Big profits for one enterprising manufacturer.
Over the weekend various media sources reported Giant Microbes, a Connecticut-based company, sold out of its line of plush Ebola dolls, which includes both standard ($9.95) and “gigantic” ($29.95) versions. Collectors can complete the set with the purchase of a petri dish ($9.95). Depending on your viewpoint, the dolls look like either Lowly Worm of children’s-book fame or a wayward piece of dough from Little Caesar’s new soft-pretzel-crust pizza.
I am not making this up.
Laura Sullivan, vice president of marketing for GM, told interviewers the Ebola dolls “have continued to sell out a number of times over the last couple of months.” Sales undoubtedly are being fueled by 24/7 reporting on the efforts to contain the Ebola outbreak that was initially reported Aug. 26 in West Africa. More dolls will be available this week, Sullivan said.
As stupid toys, these rank right up there with the demonic Osama Bin Laden doll the CIA once hoped to use to frighten Middle East children and the exploding rocket booster Sears rolled out not long after the space shuttle Challenger disaster.
But lest you think GM is taking advantage of the worldwide panic over Ebola to increase company profits, you should know the company has been in business since 2002, producing a fuzzy phalanx that grew more than 150 designs. They really are cute. And informative: Prior to perusing GM’s website, I thought Sal Monella was the shortstop for the 1953 New York Yankees.
GM’s products were designed with the intent of allowing medical and health-care professionals to use them for educational purposes.
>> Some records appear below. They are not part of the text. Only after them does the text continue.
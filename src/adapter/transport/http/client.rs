//! HTTP client adapter for the A2UI-over-A2A protocol

// This module is conditionally compiled with #[cfg(feature = "http-client")] in mod.rs

use std::time::Duration;

use async_trait::async_trait;
use base64::{engine::general_purpose::STANDARD as BASE64, Engine as _};
use reqwest::{
    header::{HeaderMap, HeaderValue, AUTHORIZATION, CONTENT_TYPE},
    Client,
};
use serde_json::Value;
use url::Url;

#[cfg(feature = "tracing")]
use tracing::{debug, error, instrument};

use crate::{
    adapter::error::HttpClientError,
    application::json_rpc::{client_capabilities_metadata, SendTaskRequest, TaskSendParams},
    domain::{
        core::message::{Part, A2UI_EXTENSION_URI},
        A2uiError, AgentCard,
    },
    services::{client::AsyncA2uiClient, config::SharedConfig},
};

/// Path of the agent card relative to the server URL
const AGENT_CARD_PATH: &str = "/.well-known/agent.json";

/// HTTP client for talking to an A2UI-capable A2A server.
///
/// Reads the server URL, response mode and credentials from the shared
/// configuration at send time, so server switches and mode toggles apply
/// to the next request without rebuilding the client.
pub struct A2uiHttpClient {
    config: SharedConfig,
    client: Client,
    /// Timeout in seconds
    timeout: u64,
}

impl A2uiHttpClient {
    /// Create a new HTTP client reading from the given configuration
    pub fn new(config: SharedConfig) -> Self {
        Self {
            config,
            client: Client::new(),
            timeout: 30, // Default timeout in seconds
        }
    }

    /// Set the timeout for requests
    pub fn with_timeout(mut self, timeout: u64) -> Self {
        self.timeout = timeout;
        self
    }

    /// Headers for an outbound request, derived from the current config
    fn request_headers(&self) -> Result<HeaderMap, HttpClientError> {
        let config = self.config.snapshot();

        let mut headers = HeaderMap::new();
        headers.insert(CONTENT_TYPE, HeaderValue::from_static("application/json"));
        headers.insert("a2a-version", HeaderValue::from_static("1.0"));

        // The A2UI extension is only advertised in UI mode
        if config.ui_mode {
            headers.insert(
                "x-a2a-extensions",
                HeaderValue::from_static(A2UI_EXTENSION_URI),
            );
        }

        if config.send_credentials {
            if let (Some(username), Some(password)) = (&config.username, &config.password) {
                let credentials = BASE64.encode(format!("{}:{}", username, password));
                let value = HeaderValue::from_str(&format!("Basic {}", credentials))
                    .map_err(|e| HttpClientError::Request(e.to_string()))?;
                headers.insert(AUTHORIZATION, value);
            }
        }

        Ok(headers)
    }
}

#[async_trait]
impl AsyncA2uiClient for A2uiHttpClient {
    #[cfg_attr(feature = "tracing", instrument(skip(self, request), fields(request_len = request.len())))]
    async fn send_raw_request<'a>(&self, request: &'a str) -> Result<String, A2uiError> {
        let url = self.config.server_url();

        #[cfg(feature = "tracing")]
        debug!(url = %url, "Sending HTTP request");

        let response = self
            .client
            .post(&url)
            .headers(self.request_headers()?)
            .body(request.to_string())
            .timeout(Duration::from_secs(self.timeout))
            .send()
            .await
            .map_err(|e| {
                #[cfg(feature = "tracing")]
                error!("HTTP request failed: {}", e);
                HttpClientError::Reqwest(e)
            })?;

        if response.status().is_success() {
            let body = response.text().await.map_err(HttpClientError::Reqwest)?;
            #[cfg(feature = "tracing")]
            debug!("HTTP request successful, response length: {}", body.len());
            Ok(body)
        } else {
            let status = response.status();
            let body = response.text().await.unwrap_or_default();
            #[cfg(feature = "tracing")]
            error!("HTTP request failed with status {}: {}", status, body);
            Err(HttpClientError::Response {
                status: status.as_u16(),
                message: body,
            }
            .into())
        }
    }

    #[cfg_attr(feature = "tracing", instrument(skip(self, parts), fields(parts = parts.len())))]
    async fn send_parts(&self, parts: Vec<Part>) -> Result<Value, A2uiError> {
        let request = SendTaskRequest::new(TaskSendParams::for_user_parts(
            parts,
            Some(client_capabilities_metadata()),
        ));
        let body = serde_json::to_string(&request)?;
        let response_text = self.send_raw_request(&body).await?;
        let response: Value = serde_json::from_str(&response_text)?;
        Ok(response)
    }

    #[cfg_attr(feature = "tracing", instrument(skip(self)))]
    async fn agent_card(&self) -> Result<AgentCard, A2uiError> {
        let base = Url::parse(&self.config.server_url()).map_err(HttpClientError::Url)?;
        let url = base.join(AGENT_CARD_PATH).map_err(HttpClientError::Url)?;

        let response = self
            .client
            .get(url)
            .timeout(Duration::from_secs(self.timeout))
            .send()
            .await
            .map_err(HttpClientError::Reqwest)?;

        if !response.status().is_success() {
            let status = response.status();
            let body = response.text().await.unwrap_or_default();
            return Err(HttpClientError::Response {
                status: status.as_u16(),
                message: body,
            }
            .into());
        }

        let card: AgentCard = response.json().await.map_err(HttpClientError::Reqwest)?;
        Ok(card)
    }
}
The adorable blue Common Cold (Rhinovirus) doll, for example, might help illustrate proper hand-sanitizing practices to avoid spreading its namesake virus. I like this idea. Perhaps President Obama could authorize the U.S. military to load a Lockheed C-130 transport with thousands of GM’s cute green Orthomyxovirus plushies and drop them over Texas, where, in 2014, 62 percent of adults ages 18 to 64 chose not to be vaccinated against the flu.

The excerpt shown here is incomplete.